Nel Parco sottomarino dell’Argentario nasce un museo sommerso di arte contemporanea: un progetto che unisce scultura, tutela ambientale e valorizzazione del paesaggio marino. Nel cuore del Monte Argentario, il nuovo intervento firmato da Casa dei Pesci di Talamone porta avanti un percorso iniziato nel 2012 nella salvaguardia del mare della Maremma, trasformando il fondale in uno spazio espositivo vivo e in continua evoluzione.
Le opere, realizzate in marmo e destinate a essere immerse nei prossimi mesi, anticipano un modello di museo diffuso che dialoga con la Posidonia oceanica e con l’ecosistema marino. L’iniziativa coinvolge artisti internazionali, istituzioni locali e realtà dell’ospitalità, con l’obiettivo di coniugare arte contemporanea e sostenibilità. Il progetto segna una nuova tappa per il turismo culturale sostenibile nel territorio.
Indice
Presentazione delle opere del progetto
Il progetto “Casa dei Pesci – Argentario” verrà presentato venerdì 12 giugno alle ore 18 sul lungomare di Porto Santo Stefano, con un’esposizione temporanea delle opere in Piazza dei Rioni. Le sculture, realizzate in grandi blocchi di marmo provenienti dalla Cava Michelangelo e lavorate presso i laboratori di Studi d’Arte Carrara, rappresentano il risultato di un dialogo tra artisti internazionali e territorio.

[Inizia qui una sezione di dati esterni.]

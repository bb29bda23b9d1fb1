// Hand-crafted async HTTP client for the edge-site control-plane API.
//
// Base path: {endpoint}/api/v1/accounts/{accountId}/
// Auth: X-API-KEY header

use reqwest::header::{HeaderMap, HeaderValue, RETRY_AFTER};
use secrecy::{ExposeSecret, SecretString};
use serde::Serialize;
use serde::de::DeserializeOwned;
use tracing::debug;
use url::Url;

use crate::Error;
use crate::transport::TransportConfig;
use crate::types;

// ── Error response shape from the control-plane ──────────────────────

#[derive(serde::Deserialize)]
struct ErrorResponse {
    #[serde(default)]
    message: Option<String>,
    #[serde(default)]
    code: Option<String>,
}

// ── Client ───────────────────────────────────────────────────────────

/// Async client for the control-plane API.
///
/// Uses API-key authentication and communicates via JSON REST endpoints
/// scoped to one account. Every method maps to exactly one HTTP request;
/// sequencing and retries are the caller's concern.
pub struct ControlPlaneClient {
    http: reqwest::Client,
    base_url: Url,
}

impl ControlPlaneClient {
    // ── Constructors ─────────────────────────────────────────────────

    /// Build from an API key and transport config.
    ///
    /// Injects `X-API-KEY` as a default header on every request.
    pub fn from_api_key(
        endpoint: &str,
        account_id: &str,
        api_key: &SecretString,
        transport: &TransportConfig,
    ) -> Result<Self, Error> {
        let mut headers = HeaderMap::new();
        let mut key_value =
            HeaderValue::from_str(api_key.expose_secret()).map_err(|e| Error::Authentication {
                message: format!("invalid API key header value: {e}"),
            })?;
        key_value.set_sensitive(true);
        headers.insert("X-API-KEY", key_value);

        let http = transport.build_client_with_headers(headers)?;
        let base_url = Self::normalize_base_url(endpoint, account_id)?;

        Ok(Self { http, base_url })
    }

    /// Wrap an existing `reqwest::Client` (caller manages auth headers).
    pub fn from_reqwest(
        endpoint: &str,
        account_id: &str,
        http: reqwest::Client,
    ) -> Result<Self, Error> {
        let base_url = Self::normalize_base_url(endpoint, account_id)?;
        Ok(Self { http, base_url })
    }

    /// Build `{endpoint}/api/v1/accounts/{account}/`, tolerating an
    /// endpoint that already ends in `/api`.
    fn normalize_base_url(raw: &str, account_id: &str) -> Result<Url, Error> {
        let mut url = Url::parse(raw)?;
        let path = url.path().trim_end_matches('/').to_owned();
        let root = path.strip_suffix("/api").unwrap_or(&path);
        url.set_path(&format!("{root}/api/v1/accounts/{account_id}/"));
        Ok(url)
    }

    /// The account-scoped base URL every request is joined onto.
    pub fn base_url(&self) -> &Url {
        &self.base_url
    }

    // ── URL builder ──────────────────────────────────────────────────

    fn url(&self, path: &str) -> Result<Url, Error> {
        Ok(self.base_url.join(path)?)
    }

    // ── HTTP verbs ───────────────────────────────────────────────────

    async fn get<T: DeserializeOwned>(&self, path: &str) -> Result<T, Error> {
        let url = self.url(path)?;
        debug!("GET {url}");

        let resp = self.http.get(url).send().await?;
        self.handle_response(resp).await
    }

    async fn get_with_params<T: DeserializeOwned>(
        &self,
        path: &str,
        params: &[(&str, String)],
    ) -> Result<T, Error> {
        let url = self.url(path)?;
        debug!("GET {url} params={params:?}");

        let resp = self.http.get(url).query(params).send().await?;
        self.handle_response(resp).await
    }

    async fn put<T: DeserializeOwned, B: Serialize + Sync>(
        &self,
        path: &str,
        body: &B,
    ) -> Result<T, Error> {
        let url = self.url(path)?;
        debug!("PUT {url}");

        let resp = self.http.put(url).json(body).send().await?;
        self.handle_response(resp).await
    }

    async fn put_no_response<B: Serialize + Sync>(
        &self,
        path: &str,
        body: &B,
    ) -> Result<(), Error> {
        let url = self.url(path)?;
        debug!("PUT {url}");

        let resp = self.http.put(url).json(body).send().await?;
        self.handle_empty(resp).await
    }

    async fn delete(&self, path: &str) -> Result<(), Error> {
        let url = self.url(path)?;
        debug!("DELETE {url}");

        let resp = self.http.delete(url).send().await?;
        self.handle_empty(resp).await
    }

    // ── Response handling ────────────────────────────────────────────

    async fn handle_response<T: DeserializeOwned>(
        &self,
        resp: reqwest::Response,
    ) -> Result<T, Error> {
        let status = resp.status();
        if status.is_success() {
            let body = resp.text().await?;
            serde_json::from_str(&body).map_err(|e| {
                let preview: String = body.chars().take(200).collect();
                Error::Deserialization {
                    message: format!("{e} (body preview: {preview:?})"),
                    body,
                }
            })
        } else {
            Err(self.parse_error(status, resp).await)
        }
    }

    async fn handle_empty(&self, resp: reqwest::Response) -> Result<(), Error> {
        let status = resp.status();
        if status.is_success() {
            Ok(())
        } else {
            Err(self.parse_error(status, resp).await)
        }
    }

    async fn parse_error(&self, status: reqwest::StatusCode, resp: reqwest::Response) -> Error {
        if status == reqwest::StatusCode::UNAUTHORIZED {
            return Error::InvalidApiKey;
        }

        if status == reqwest::StatusCode::TOO_MANY_REQUESTS {
            let retry_after_secs = resp
                .headers()
                .get(RETRY_AFTER)
                .and_then(|v| v.to_str().ok())
                .and_then(|v| v.trim().parse().ok())
                .unwrap_or(60);
            return Error::RateLimited { retry_after_secs };
        }

        let raw = resp.text().await.unwrap_or_default();

        if let Ok(err) = serde_json::from_str::<ErrorResponse>(&raw) {
            Error::Api {
                status: status.as_u16(),
                message: err.message.unwrap_or_else(|| status.to_string()),
                code: err.code,
            }
        } else {
            Error::Api {
                status: status.as_u16(),
                message: if raw.is_empty() {
                    status.to_string()
                } else {
                    raw
                },
                code: None,
            }
        }
    }

    // ━━ Public API ━━━━━━━━━━━━━━━━━━━━━━━━━━━━━━━━━━━━━━━━━━━━━━━━━━

    // ── Sites ────────────────────────────────────────────────────────

    pub async fn get_site(&self, site_id: &str) -> Result<types::SiteSnapshot, Error> {
        self.get(&format!("sites/{site_id}")).await
    }

    pub async fn update_site_general_details(
        &self,
        site_id: &str,
        body: &types::SiteGeneralDetailsUpdate,
    ) -> Result<(), Error> {
        self.put_no_response(&format!("sites/{site_id}/general-details"), body)
            .await
    }

    pub async fn remove_site(&self, site_id: &str) -> Result<(), Error> {
        self.delete(&format!("sites/{site_id}")).await
    }

    // ── Interfaces ───────────────────────────────────────────────────

    /// All interface slots of a site, as exposed for its connection type.
    pub async fn list_interfaces(
        &self,
        site_id: &str,
        connection_type: &str,
    ) -> Result<types::Listing<types::InterfaceSlot>, Error> {
        self.get_with_params(
            &format!("sites/{site_id}/interfaces"),
            &[("connectionType", connection_type.to_owned())],
        )
        .await
    }

    /// Slots of a site whose destination type is `LAN_LAG_MEMBER`.
    pub async fn list_lag_members(
        &self,
        site_id: &str,
    ) -> Result<types::Listing<types::InterfaceSlot>, Error> {
        self.get_with_params(
            &format!("sites/{site_id}/interfaces"),
            &[("destType", "LAN_LAG_MEMBER".to_owned())],
        )
        .await
    }

    pub async fn update_interface(
        &self,
        site_id: &str,
        index: &str,
        body: &types::InterfaceUpdate,
    ) -> Result<types::InterfaceUpdateResult, Error> {
        self.put(&format!("sites/{site_id}/interfaces/{index}"), body)
            .await
    }

    // ── Native range ─────────────────────────────────────────────────

    pub async fn get_native_range(&self, site_id: &str) -> Result<types::NativeRange, Error> {
        self.get(&format!("sites/{site_id}/ranges/native")).await
    }

    pub async fn update_native_range(
        &self,
        range_id: &str,
        body: &types::NativeRangeUpdate,
    ) -> Result<types::RangeUpdateResult, Error> {
        self.put(&format!("ranges/{range_id}"), body).await
    }

    // ── DHCP relay groups ────────────────────────────────────────────

    pub async fn find_relay_groups(
        &self,
        name: &str,
    ) -> Result<types::Listing<types::RelayGroup>, Error> {
        self.get_with_params("dhcp-relay-groups", &[("name", name.to_owned())])
            .await
    }
}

Fino al 2 luglio resteranno visibili al pubblico nello spazio urbano, prima di essere immerse definitivamente nei fondali marini dell’Argentario dall’Associazione Argentario Mare e Ambiente, dando vita a un nuovo museo sottomarino.

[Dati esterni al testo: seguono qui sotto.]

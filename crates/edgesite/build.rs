use std::fs;
use std::path::Path;

use clap::CommandFactory;
use clap_complete::Shell;

// cli.rs depends only on clap and clap_complete, both build-dependencies.
#[path = "src/cli.rs"]
mod cli;

fn main() {
    println!("cargo::rerun-if-changed=src/cli.rs");

    let out_dir = std::env::var_os("OUT_DIR").expect("OUT_DIR not set by Cargo");
    let out_dir = Path::new(&out_dir);

    let man_dir = out_dir.join("man");
    fs::create_dir_all(&man_dir).expect("failed to create man output directory");
    let mut cmd = cli::Cli::command();
    render_manpages(&cmd, &man_dir);

    let completion_dir = out_dir.join("completions");
    fs::create_dir_all(&completion_dir).expect("failed to create completions directory");
    for shell in [Shell::Bash, Shell::Zsh, Shell::Fish] {
        clap_complete::generate_to(shell, &mut cmd, "edgesite", &completion_dir)
            .unwrap_or_else(|e| panic!("failed to generate {shell} completions: {e}"));
    }
}

/// One page per visible command, named `edgesite-<sub>.1`.
fn render_manpages(cmd: &clap::Command, dir: &Path) {
    let name = cmd.get_name().to_owned();
    let mut page = Vec::new();
    clap_mangen::Man::new(cmd.clone())
        .render(&mut page)
        .unwrap_or_else(|e| panic!("failed to render man page for `{name}`: {e}"));
    let path = dir.join(format!("{name}.1"));
    fs::write(&path, page).unwrap_or_else(|e| panic!("failed to write {}: {e}", path.display()));

    for sub in cmd.get_subcommands().filter(|s| !s.is_hide_set()) {
        let sub = sub.clone().name(format!("{name}-{}", sub.get_name()));
        render_manpages(&sub, dir);
    }
}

Il progetto nasce dall’esperienza di Casa dei Pesci di Talamone, realtà attiva nella tutela del mare della Maremma e ispirata dall’impegno del pescatore e attivista Paolo Fanciulli. A coordinare le attività è Luigi Scotto, figura centrale nella valorizzazione del rapporto tra comunità locale e ambiente marino. Il percorso espositivo urbano rappresenta anche un momento di avvicinamento della cittadinanza al progetto, creando un dialogo diretto tra comunità, visitatori e mare prima della fase di immersione.
Arte contemporanea, sostenibilità e museo sottomarino in evoluzione
Il cuore del progetto risiede nell’incontro tra arte contemporanea e tutela ambientale, con le opere destinate a trasformarsi nel tempo a contatto con il fondale marino e con la Posidonia oceanica, elemento chiave per la biodiversità del Mediterraneo.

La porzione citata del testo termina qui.